ApoE, Alzheimer's disease, and recovery from brain stress.

Abstract

Apolipoprotein E (APOE, gene; ApoE, protein) is the major genetic susceptibility locus for the common forms of Alzheimer's disease (AD). There are three common polymorphisms in the population: epsilon 2, epsilon 3, and epsilon 4. The inheritance of each dose of epsilon 4 increases the risk and lowers the age of onset distribution for AD; epsilon 2 lowers the risk and increases the age of onset distribution. APOE-epsilon 4 has a high positive predictive value for AD, and is clinically useful as an adjunct in the early diagnosis of cognitively impaired patients. The APOE alleles have also been associated with risk of AD with head injury, intraneuronal localization of ApoE in animal stroke models, recovery of function after intracerebral hemorrhage, and recovery of psychological parameters after general cardiac anesthesia.
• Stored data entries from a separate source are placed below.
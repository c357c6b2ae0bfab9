use crate::clock::Clock;
use crate::config::IpBanningConfig;
use anyhow::{Context, Result};
use chrono::{DateTime, Duration, Utc};
use serde::{Deserialize, Serialize};
use std::collections::{BTreeSet, HashMap};
use std::path::{Path, PathBuf};
use std::sync::Arc;
use tokio::fs;
use tokio::io::AsyncWriteExt;
use tokio::sync::Mutex;
use tracing::{debug, info, warn};

const BAN_FILE_HEADER: &str = "# GateWatch banned addresses\n# Format: address:unix_timestamp (0 = permanent)\n";
const LOADED_REASON: &str = "loaded from ban file";

#[derive(Debug, Clone)]
struct BanEntry {
    /// `None` for permanent bans.
    banned_at: Option<DateTime<Utc>>,
    reason: String,
}

/// Public view of one ban.
#[derive(Debug, Clone, Serialize, Deserialize, PartialEq)]
pub struct BanInfo {
    pub ip: String,
    pub banned: bool,
    pub permanent: bool,
    #[serde(skip_serializing_if = "Option::is_none")]
    pub banned_at: Option<DateTime<Utc>>,
    #[serde(skip_serializing_if = "Option::is_none")]
    pub expires_at: Option<DateTime<Utc>>,
    pub reason: String,
}

/// Persistent set of banned addresses with optional expiry.
///
/// The map and the ban file are guarded by one lock so that every mutation
/// reaches the file before the call returns.
pub struct BanStore {
    enabled: bool,
    ban_file: PathBuf,
    ban_duration: Duration,
    clock: Arc<dyn Clock>,
    entries: Mutex<HashMap<String, BanEntry>>,
}

impl BanStore {
    /// Load the ban file, creating it when missing and dropping expired entries.
    pub async fn load(config: &IpBanningConfig, clock: Arc<dyn Clock>) -> Result<Self> {
        let store = Self {
            enabled: config.enabled,
            ban_file: PathBuf::from(&config.ban_file),
            ban_duration: Duration::seconds(config.ban_duration_seconds),
            clock,
            entries: Mutex::new(HashMap::new()),
        };

        if !store.enabled {
            info!("IP banning disabled");
            return Ok(store);
        }

        let mut entries = store.entries.lock().await;

        if !store.ban_file.exists() {
            store.create_ban_file().await?;
            info!(ban_file = %store.ban_file.display(), "Created ban file");
            drop(entries);
            return Ok(store);
        }

        let content = fs::read_to_string(&store.ban_file)
            .await
            .with_context(|| format!("Failed to read ban file: {}", store.ban_file.display()))?;

        let now = store.clock.now();
        let mut dropped = 0usize;

        for (line_no, line) in content.lines().enumerate() {
            let line = line.trim();
            if line.is_empty() || line.starts_with('#') {
                continue;
            }

            let Some((address, banned_at)) = parse_ban_line(line) else {
                warn!(line = line_no + 1, content = line, "Skipping malformed ban file line");
                continue;
            };

            let entry = BanEntry {
                banned_at,
                reason: LOADED_REASON.to_string(),
            };

            if store.is_expired(&entry, now) {
                dropped += 1;
                continue;
            }

            entries.insert(address, entry);
        }

        if dropped > 0 {
            if let Err(e) = store.rewrite_ban_file(&entries).await {
                warn!(error = %e, "Failed to rewrite ban file after dropping expired entries");
            }
        }

        info!(
            ban_file = %store.ban_file.display(),
            loaded = entries.len(),
            expired = dropped,
            "Loaded banned addresses"
        );

        drop(entries);
        Ok(store)
    }

    pub fn is_enabled(&self) -> bool {
        self.enabled
    }

    pub fn ban_file(&self) -> &Path {
        &self.ban_file
    }

    /// Whether the address currently has a live ban. Expired bans are evicted.
    pub async fn is_banned(&self, address: &str) -> bool {
        if !self.enabled {
            return false;
        }

        let mut entries = self.entries.lock().await;
        let now = self.clock.now();

        let expired = match entries.get(address) {
            None => return false,
            Some(entry) => self.is_expired(entry, now),
        };

        if expired {
            entries.remove(address);
            debug!(ip = address, "Ban expired");
            if let Err(e) = self.rewrite_ban_file(&entries).await {
                warn!(ip = address, error = %e, "Failed to persist ban expiry");
            }
            return false;
        }

        true
    }

    /// Ban an address. Returns false when it is already banned or banning is off.
    pub async fn ban(&self, address: &str, reason: &str, permanent: bool) -> bool {
        if !self.enabled {
            return false;
        }

        let mut entries = self.entries.lock().await;
        let now = self.clock.now();

        let stale = match entries.get(address) {
            Some(entry) if !self.is_expired(entry, now) => return false,
            Some(_) => true,
            None => false,
        };

        let entry = BanEntry {
            banned_at: if permanent { None } else { Some(now) },
            reason: reason.to_string(),
        };
        entries.insert(address.to_string(), entry.clone());

        // An expired line for this address is still on disk
        let persisted = if stale {
            self.rewrite_ban_file(&entries).await
        } else {
            self.append_ban(address, &entry).await
        };
        if let Err(e) = persisted {
            warn!(ip = address, error = %e, "Failed to persist ban");
        }

        info!(ip = address, reason = reason, permanent = permanent, "IP banned");
        true
    }

    /// Lift a ban. Returns false when the address was not banned.
    pub async fn unban(&self, address: &str) -> bool {
        if !self.enabled {
            return false;
        }

        let mut entries = self.entries.lock().await;
        if entries.remove(address).is_none() {
            return false;
        }

        if let Err(e) = self.rewrite_ban_file(&entries).await {
            warn!(ip = address, error = %e, "Failed to persist unban");
        }

        info!(ip = address, "IP unbanned");
        true
    }

    /// Live bans, after evicting everything that has expired.
    pub async fn list_banned(&self) -> BTreeSet<String> {
        if !self.enabled {
            return BTreeSet::new();
        }

        let entries = self.evict_expired().await;
        let banned: BTreeSet<String> = entries.keys().cloned().collect();
        banned
    }

    /// Live bans with their details, ordered by address.
    pub async fn list_banned_details(&self) -> Vec<BanInfo> {
        if !self.enabled {
            return Vec::new();
        }

        let entries = self.evict_expired().await;
        let mut details: Vec<BanInfo> = entries
            .iter()
            .map(|(address, entry)| self.to_info(address, entry))
            .collect();
        details.sort_by(|a, b| a.ip.cmp(&b.ip));
        details
    }

    pub async fn ban_info(&self, address: &str) -> Option<BanInfo> {
        if !self.is_banned(address).await {
            return None;
        }

        let entries = self.entries.lock().await;
        entries.get(address).map(|entry| self.to_info(address, entry))
    }

    pub async fn len(&self) -> usize {
        if !self.enabled {
            return 0;
        }
        self.evict_expired().await.len()
    }

    pub async fn is_empty(&self) -> bool {
        self.len().await == 0
    }

    /// Whether the ban file can currently be opened for appending.
    pub async fn is_writable(&self) -> bool {
        if !self.enabled {
            return true;
        }
        fs::OpenOptions::new()
            .append(true)
            .create(true)
            .open(&self.ban_file)
            .await
            .is_ok()
    }

    async fn evict_expired(&self) -> tokio::sync::MutexGuard<'_, HashMap<String, BanEntry>> {
        let mut entries = self.entries.lock().await;
        let now = self.clock.now();

        let before = entries.len();
        entries.retain(|_, entry| !self.is_expired(entry, now));

        if entries.len() != before {
            debug!(evicted = before - entries.len(), "Evicted expired bans");
            if let Err(e) = self.rewrite_ban_file(&entries).await {
                warn!(error = %e, "Failed to persist ban expiry");
            }
        }

        entries
    }

    fn is_expired(&self, entry: &BanEntry, now: DateTime<Utc>) -> bool {
        match entry.banned_at {
            None => false,
            Some(banned_at) => now - banned_at >= self.ban_duration,
        }
    }

    fn to_info(&self, address: &str, entry: &BanEntry) -> BanInfo {
        BanInfo {
            ip: address.to_string(),
            banned: true,
            permanent: entry.banned_at.is_none(),
            banned_at: entry.banned_at,
            expires_at: entry.banned_at.map(|at| at + self.ban_duration),
            reason: entry.reason.clone(),
        }
    }

    async fn create_ban_file(&self) -> Result<()> {
        if let Some(parent) = self.ban_file.parent() {
            if !parent.as_os_str().is_empty() {
                fs::create_dir_all(parent).await?;
            }
        }
        fs::write(&self.ban_file, BAN_FILE_HEADER)
            .await
            .with_context(|| format!("Failed to create ban file: {}", self.ban_file.display()))
    }

    async fn append_ban(&self, address: &str, entry: &BanEntry) -> Result<()> {
        if !self.ban_file.exists() {
            self.create_ban_file().await?;
        }

        let mut file = fs::OpenOptions::new()
            .append(true)
            .open(&self.ban_file)
            .await
            .with_context(|| format!("Failed to open ban file: {}", self.ban_file.display()))?;
        file.write_all(format_ban_line(address, entry.banned_at).as_bytes())
            .await?;
        file.flush().await?;
        Ok(())
    }

    async fn rewrite_ban_file(&self, entries: &HashMap<String, BanEntry>) -> Result<()> {
        let mut content = String::from(BAN_FILE_HEADER);
        let mut addresses: Vec<&String> = entries.keys().collect();
        addresses.sort();

        for address in addresses {
            content.push_str(&format_ban_line(address, entries[address].banned_at));
        }

        fs::write(&self.ban_file, content)
            .await
            .with_context(|| format!("Failed to rewrite ban file: {}", self.ban_file.display()))
    }
}

/// Parse `address:timestamp`, splitting on the last colon so IPv6 survives.
/// An unparseable or zero timestamp is a permanent ban.
fn parse_ban_line(line: &str) -> Option<(String, Option<DateTime<Utc>>)> {
    let (address, timestamp) = line.rsplit_once(':')?;
    let address = address.trim();
    if address.is_empty() {
        return None;
    }

    let banned_at = match timestamp.trim().parse::<f64>() {
        Ok(seconds) if seconds > 0.0 && seconds.is_finite() => {
            DateTime::from_timestamp_micros((seconds * 1_000_000.0) as i64)
        }
        _ => None,
    };

    Some((address.to_string(), banned_at))
}

fn format_ban_line(address: &str, banned_at: Option<DateTime<Utc>>) -> String {
    match banned_at {
        None => format!("{}:0\n", address),
        Some(at) => format!("{}:{:.6}\n", address, at.timestamp_micros() as f64 / 1_000_000.0),
    }
}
A multifunctional role of ApoE in the brain implicates isoform-specific differences in interactions with several brain proteins including A beta, tau, and MAP-2. Intraneuronal ApoE is increased temporally and in relevant neurons in AD as a function of APOE genotype. Decreased glucose metabolism can be demonstrated by PET imaging in subjects two decades before the median age of onset as a function of APOE genotype. ApoE isoforms may also have different effects as antioxidants. The risk of stroke and vascular dementia has not been confirmed in neuropathological series to be related to specific APOE genotypes.